Die Filmemacherin Mali Arun hat innerhalb von drei Jahren immer wieder in einem Roma-Lager in der Pariser Vorstadt Bobigny gelebt. Mit ihrer Kamera hat sie die Lebensweise der dort lebenden Familien beobachtet, immer darauf bedacht, nicht belehrend zu wirken und ihren Gastgebern nicht die eigenen moralischen Werte aufzudrängen. "Verstanden habe ich die Roma bis heute nicht”, gibt sie zu. "Sie sind alle sehr verschieden, manche sehen sich nicht einmal als Roma, andere verteidigen ihre Kultur." Die politische Instrumentalisierung dieser ethnischen Gemeinschaft ist für sie unerträglich. "Jetzt schauen alle nur auf den Prozess in Nancy und sagen sich 'Bitte schön!
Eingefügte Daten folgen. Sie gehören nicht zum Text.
//! Report assembly and persistence.
//!
//! Two JSON snapshots plus a text tree, all under the memory directory:
//!
//! - [`AnalysisReport`] → `frontendMemory.json`
//! - [`StructureReport`] → `structure.json`
//! - `treeView` → `structure.txt` (with a trailing newline)
//!
//! Every write replaces the previous file; nothing is merged or versioned.

pub mod tree_view;

use std::fs;
use std::path::{Path, PathBuf};

use chrono::{DateTime, Utc};
use serde::{Deserialize, Serialize};
use tracing::info;

use crate::config::BrainConfig;
use crate::error::{BrainError, Result};
use crate::project::FrameworkUsage;
use crate::score::SfcTyping;
use crate::types::{
    CodeSummary, ComponentSummary, PerfSignals, SelfStats, TreeNode, TsSignals, TsconfigFlags,
};
use crate::walker::iso_timestamp;

pub use tree_view::{render_tree_view, tree_view_lines};

/// Start/end of a run. Identical in both snapshots of the same run.
#[derive(Debug, Clone, PartialEq, Eq, Serialize, Deserialize)]
#[serde(rename_all = "camelCase")]
pub struct ScanWindow {
    pub started_iso: String,
    pub ended_iso: String,
    pub duration_ms: u64,
}

impl ScanWindow {
    /// Both instants are cut to whole milliseconds first, so `durationMs`
    /// always equals `endedIso - startedIso`.
    pub fn new(started: DateTime<Utc>, ended: DateTime<Utc>) -> Self {
        let started_ms = started.timestamp_millis();
        let ended_ms = ended.timestamp_millis();
        Self {
            started_iso: iso_timestamp(to_millis(started)),
            ended_iso: iso_timestamp(to_millis(ended)),
            duration_ms: u64::try_from(ended_ms - started_ms).unwrap_or(0),
        }
    }
}

fn to_millis(time: DateTime<Utc>) -> DateTime<Utc> {
    DateTime::from_timestamp_millis(time.timestamp_millis()).unwrap_or(time)
}

#[derive(Debug, Clone, PartialEq, Eq, Serialize, Deserialize)]
#[serde(rename_all = "camelCase")]
pub struct Summary {
    pub components_scanned: usize,
    pub files_scanned: usize,
    pub env_vars: Vec<String>,
    pub tsconfigs: Vec<TsconfigFlags>,
    pub ts_totals: TsSignals,
    pub perf_presence: PerfSignals,
    pub vue_sfc: SfcTyping,
    pub vuetify: FrameworkUsage,
    pub ts_hygiene_score: u8,
    pub suggestions: Vec<String>,
    #[serde(rename = "self")]
    pub self_stats: Option<SelfStats>,
}

/// Root object of `frontendMemory.json`.
#[derive(Debug, Clone, PartialEq, Eq, Serialize, Deserialize)]
pub struct AnalysisReport {
    pub summary: Summary,
    pub vue: Vec<ComponentSummary>,
    pub code: Vec<CodeSummary>,
    pub scan: ScanWindow,
}

/// Root object of `structure.json`.
#[derive(Debug, Clone, PartialEq, Eq, Serialize, Deserialize)]
#[serde(rename_all = "camelCase")]
pub struct StructureReport {
    pub scan: ScanWindow,
    pub tree: Vec<TreeNode>,
    pub tree_view: String,
}

impl StructureReport {
    pub fn new(scan: ScanWindow, tree: Vec<TreeNode>, tree_view_lines: &[String]) -> Self {
        Self {
            scan,
            tree,
            tree_view: tree_view_lines.join("\n"),
        }
    }
}

/// Where a run wrote its snapshots.
#[derive(Debug, Clone, PartialEq, Eq)]
pub struct PersistedPaths {
    pub frontend_memory: PathBuf,
    pub structure_json: PathBuf,
    pub structure_txt: PathBuf,
}

fn to_pretty<T: Serialize>(what: &'static str, value: &T) -> Result<String> {
    serde_json::to_string_pretty(value).map_err(|source| BrainError::Json { what, source })
}

fn write(path: &Path, contents: &str) -> Result<()> {
    fs::write(path, contents).map_err(|e| BrainError::io(path, e))
}

/// Serialize both reports, then write all three files, creating the memory
/// directory if needed.
pub fn persist(
    config: &BrainConfig,
    analysis: &AnalysisReport,
    structure: &StructureReport,
) -> Result<PersistedPaths> {
    let memory_json = to_pretty("analysis report", analysis)?;
    let structure_json = to_pretty("structure report", structure)?;

    fs::create_dir_all(&config.memory_dir).map_err(|e| BrainError::io(&config.memory_dir, e))?;

    let paths = PersistedPaths {
        frontend_memory: config.frontend_memory_path(),
        structure_json: config.structure_json_path(),
        structure_txt: config.structure_txt_path(),
    };
    write(&paths.frontend_memory, &memory_json)?;
    write(&paths.structure_json, &structure_json)?;
    write(&paths.structure_txt, &format!("{}\n", structure.tree_view))?;

    info!("snapshots written to {}", config.memory_dir.display());
    Ok(paths)
}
Die sind eben kriminell von Geburt an'." Mali hat die Frauen beim Betteln begleitet, saß selbst zwei Tage auf den Knien in einer Pariser Metro-Station. "Das erbettelte Geld reicht, um für die Familien Essen zu kaufen, manchmal sogar Fleisch. Viel kommt aber aus Mülltonnen. Sie machen sehr viel aus ganz wenig." Dass Kinder zum Betteln mitgenommen werden, hat sie genauso erlebt, wie Kinder, die auf die kommunale Grundschule gehen und am Abend nicht wissen, ob in aller Frühe ihr Wohnlager geräumt werden wird.
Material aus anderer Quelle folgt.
//! Source tree walker.
//!
//! Depth-first over the source root: a folder node is emitted, filled with
//! its children, then the walk moves on to the next sibling. The result
//! carries the node tree together with the two classified file lists, so the
//! walker has no side channel and can be tested against a temp dir.

use std::fs;
use std::path::{Path, PathBuf};

use chrono::{DateTime, SecondsFormat, Utc};
use tracing::debug;

use crate::config::{BrainConfig, relative_to};
use crate::error::{BrainError, Result};
use crate::scanners::regexes::regex_code_file;
use crate::types::{FileNode, FolderNode, TreeNode};

/// Output of a walk. File lists hold absolute paths in walk order.
#[derive(Debug, Default)]
pub struct WalkResult {
    pub tree: Vec<TreeNode>,
    /// `.vue` files.
    pub component_files: Vec<PathBuf>,
    /// `.js`, `.mjs`, `.ts`, `.tsx` and `.vue` files.
    pub code_files: Vec<PathBuf>,
}

impl WalkResult {
    /// Files and folders under the root.
    pub fn node_count(&self) -> usize {
        self.tree.iter().map(TreeNode::count).sum()
    }
}

/// Walk `config.src_dir`, recording paths relative to `config.root`.
pub fn walk_source(config: &BrainConfig) -> Result<WalkResult> {
    walk(&config.root, &config.src_dir, &config.skip_dirs)
}

/// Walk `dir`, skipping entries named in `skip`. Any stat or read failure
/// aborts the walk.
pub fn walk(root: &Path, dir: &Path, skip: &[String]) -> Result<WalkResult> {
    let mut result = WalkResult::default();
    let mut tree = Vec::new();
    walk_dir(root, dir, skip, &mut tree, &mut result)?;
    result.tree = tree;
    debug!(
        "walked {}: {} nodes, {} components, {} code files",
        dir.display(),
        result.node_count(),
        result.component_files.len(),
        result.code_files.len()
    );
    Ok(result)
}

fn walk_dir(
    root: &Path,
    dir: &Path,
    skip: &[String],
    nodes: &mut Vec<TreeNode>,
    result: &mut WalkResult,
) -> Result<()> {
    let mut entries = Vec::new();
    for entry in fs::read_dir(dir).map_err(|e| BrainError::io(dir, e))? {
        entries.push(entry.map_err(|e| BrainError::io(dir, e))?);
    }
    // byte-wise name order keeps reruns on an unchanged tree identical
    entries.sort_by_key(|entry| entry.file_name());

    for entry in entries {
        let name = entry.file_name().to_string_lossy().to_string();
        if skip.iter().any(|s| *s == name) {
            continue;
        }

        let full = entry.path();
        // follows symlinks; a dangling one fails the run
        let meta = fs::metadata(&full).map_err(|e| BrainError::io(&full, e))?;
        let rel = relative_to(root, &full);

        if meta.is_dir() {
            let mut children = Vec::new();
            walk_dir(root, &full, skip, &mut children, result)?;
            nodes.push(TreeNode::Folder(FolderNode {
                folder: rel,
                children,
            }));
        } else {
            let modified = meta.modified().map_err(|e| BrainError::io(&full, e))?;
            let mtime_iso = iso_timestamp(modified);
            nodes.push(TreeNode::File(FileNode {
                file: rel,
                mtime_iso,
            }));
            if name.ends_with(".vue") {
                result.component_files.push(full.clone());
            }
            if regex_code_file().is_match(&name) {
                result.code_files.push(full);
            }
        }
    }
    Ok(())
}

/// `2025-01-31T09:15:00.123Z`
pub fn iso_timestamp(time: impl Into<DateTime<Utc>>) -> String {
    time.into().to_rfc3339_opts(SecondsFormat::Millis, true)
}
//! End-to-End CLI Tests for brainscan

use assert_cmd::Command;
use assert_cmd::cargo::cargo_bin_cmd;
use predicates::prelude::*;
use std::fs;
use std::path::Path;
use tempfile::TempDir;

fn brainscan() -> Command {
    cargo_bin_cmd!("brainscan")
}

fn write(root: &Path, rel: &str, content: &str) {
    let path = root.join(rel);
    fs::create_dir_all(path.parent().expect("parent")).expect("create parent");
    fs::write(path, content).expect("write file");
}

/// Small Vue + TS project: one typed component, one plain TS file.
fn vue_project() -> TempDir {
    let temp = TempDir::new().expect("temp dir");
    let root = temp.path();
    write(
        root,
        "src/components/Button.vue",
        "<template>\n  <button>{{ label }}</button>\n</template>\n<script setup lang=\"ts\">\ndefineProps<{ label: string }>()\n</script>\n",
    );
    write(
        root,
        "src/main.ts",
        "import { createApp } from 'vue'\nexport const routes = [] as const\nconst Page = () => import('./Page.vue')\n",
    );
    write(root, ".env.local", "VITE_API=https://example.test\n");
    temp
}

// ============================================
// Basic CLI Tests
// ============================================

mod cli_basics {
    use super::*;

    #[test]
    fn shows_help() {
        brainscan()
            .arg("--help")
            .assert()
            .success()
            .stdout(predicate::str::contains("brainscan"))
            .stdout(predicate::str::contains("--root"))
            .stdout(predicate::str::contains("--quiet"));
    }

    #[test]
    fn shows_version() {
        brainscan()
            .arg("--version")
            .assert()
            .success()
            .stdout(predicate::str::contains(env!("CARGO_PKG_VERSION")));
    }
}

// ============================================
// Scan Runs
// ============================================

mod scan {
    use super::*;

    #[test]
    fn missing_src_exits_with_one() {
        let temp = TempDir::new().expect("temp dir");
        brainscan()
            .arg("--root")
            .arg(temp.path())
            .assert()
            .code(1)
            .stderr(predicate::str::contains("src/ not found"));
        assert!(!temp.path().join("ADD/memory").exists());
    }

    #[test]
    fn writes_three_snapshots() {
        let temp = vue_project();
        brainscan()
            .arg("--root")
            .arg(temp.path())
            .assert()
            .success()
            .stdout(predicate::str::contains("frontendMemory.json"))
            .stdout(predicate::str::contains("PROJECT OVERVIEW"))
            .stdout(predicate::str::contains("No Vuetify usage detected"));

        let memory = temp.path().join("ADD/memory");
        let report: serde_json::Value = serde_json::from_str(
            &fs::read_to_string(memory.join("frontendMemory.json")).expect("memory"),
        )
        .expect("memory json");
        let summary = &report["summary"];
        assert_eq!(summary["componentsScanned"], 1);
        assert_eq!(summary["filesScanned"], 2);
        assert_eq!(summary["envVars"][0], "VITE_API");
        // 100 + typed props*2 + as const*1
        assert_eq!(summary["tsHygieneScore"], 100);
        assert_eq!(summary["perfPresence"]["dynamicImport"], true);
        assert_eq!(report["scan"]["startedIso"].as_str().map(str::len), Some(24));

        let structure: serde_json::Value = serde_json::from_str(
            &fs::read_to_string(memory.join("structure.json")).expect("structure"),
        )
        .expect("structure json");
        assert_eq!(structure["scan"], report["scan"]);

        // header + components/, Button.vue, main.ts
        let txt = fs::read_to_string(memory.join("structure.txt")).expect("txt");
        assert_eq!(txt.lines().count(), 4);
        assert!(txt.starts_with("📁 src/\n"));
        assert!(txt.ends_with('\n'));
        assert_eq!(structure["treeView"].as_str(), Some(txt.trim_end_matches('\n')));
    }

    #[test]
    fn quiet_skips_overview() {
        let temp = vue_project();
        brainscan()
            .arg("--root")
            .arg(temp.path())
            .arg("--quiet")
            .assert()
            .success()
            .stdout(predicate::str::contains("Saved:"))
            .stdout(predicate::str::contains("PROJECT OVERVIEW").not());
    }

    #[test]
    fn warns_on_vuetify_tags_without_plugin() {
        let temp = vue_project();
        write(
            temp.path(),
            "src/App.vue",
            "<template><VApp><VMain></VMain></VApp></template>\n",
        );
        brainscan()
            .arg("--root")
            .arg(temp.path())
            .assert()
            .success()
            .stdout(predicate::str::contains(
                "Vuetify-like tags detected (VApp, VMain) but no vuetify plugin found.",
            ));
    }

    #[test]
    fn custom_out_dir() {
        let temp = vue_project();
        brainscan()
            .arg("--root")
            .arg(temp.path())
            .args(["--out", "snapshots", "-q"])
            .assert()
            .success();
        assert!(temp.path().join("snapshots/structure.txt").exists());
        assert!(!temp.path().join("ADD/memory").exists());
    }

    #[test]
    fn config_file_adds_skip_dirs() {
        let temp = vue_project();
        write(temp.path(), "src/generated/api.ts", "let x: any\n");
        write(
            temp.path(),
            ".brainscan/config.toml",
            "extra_skip_dirs = [\"generated\"]\n",
        );
        brainscan()
            .arg("--root")
            .arg(temp.path())
            .arg("-q")
            .assert()
            .success();
        let txt = fs::read_to_string(temp.path().join("ADD/memory/structure.txt")).expect("txt");
        assert!(!txt.contains("generated"));
    }
}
Prozessakten im Gerichtssaal von Nancy (Foto: dpa)
Den Roma wird in Nancy organisiertes Verbrechen vorgeworfenBild: picture-alliance/dpa

"Zurück wollen die meisten nicht"

Organisierte kriminelle Strukturen, wie sie den 27 Angeklagten in Nancy vorgeworfen werden, hat Mali hingegen in drei Jahren nie ausmachen können. Beim Stehlen ging es um 50 oder 100 Euro. "Lächerlich im Vergleich zu Raubüberfällen oder Drogenhandel", sagt sie. Sicherlich seien einige faul und zögen die Kleinkriminalität der regelmäßigen Arbeit vor. Für die 29-Jährige bleiben vor allem die Gastfreundschaft und die Menschlichkeit der Roma in Erinnerung. Sie hofft darauf, dass die Öffentlichkeit trotz des Prozesses bereit ist, nach Lösungen in der Roma-Frage zu suchen. Die ständigen Räumungen der mühsam zusammengebauten Hütten sei auf Dauer keine Lösung, denn zurück in ihre Heimat, wo sie ebensolchen Diskrimierungen ausgesetzt sind und mit 300 bis 400 Euro im Monat auskommen müssen, wollen die meisten nicht.

Demonstranten in Paris (Foto: AP)
2010 demonstrierten Menschen gegen die Roma-Politik des damaligen Präsidenten SarkozyBild: AP

Das französisches Webmagazin "slate.fr" sieht in der hitzigen Debatte um die Integrationsfähigkeit der Roma vor allem das Ringen Frankreichs mit sich selbst: "Die Angst vor dem Fremden, der so anders lebt, sitzt tief in einer Gesellschaft, die von der Krise verängstigt ist und schon unter der Kleinkriminalität und einer unzulänglichen Integration der Bevölkerungsgruppen mit Migrationshintergrund leidet."

Am Ende geht es also nicht nur um den Integrationswillen der Roma, sondern auch darum, ob ein Land, das sich stets auf die Verbreitung der universellen Menschenrechte bezieht, selbst mit Menschen rechtmäßig umgeht.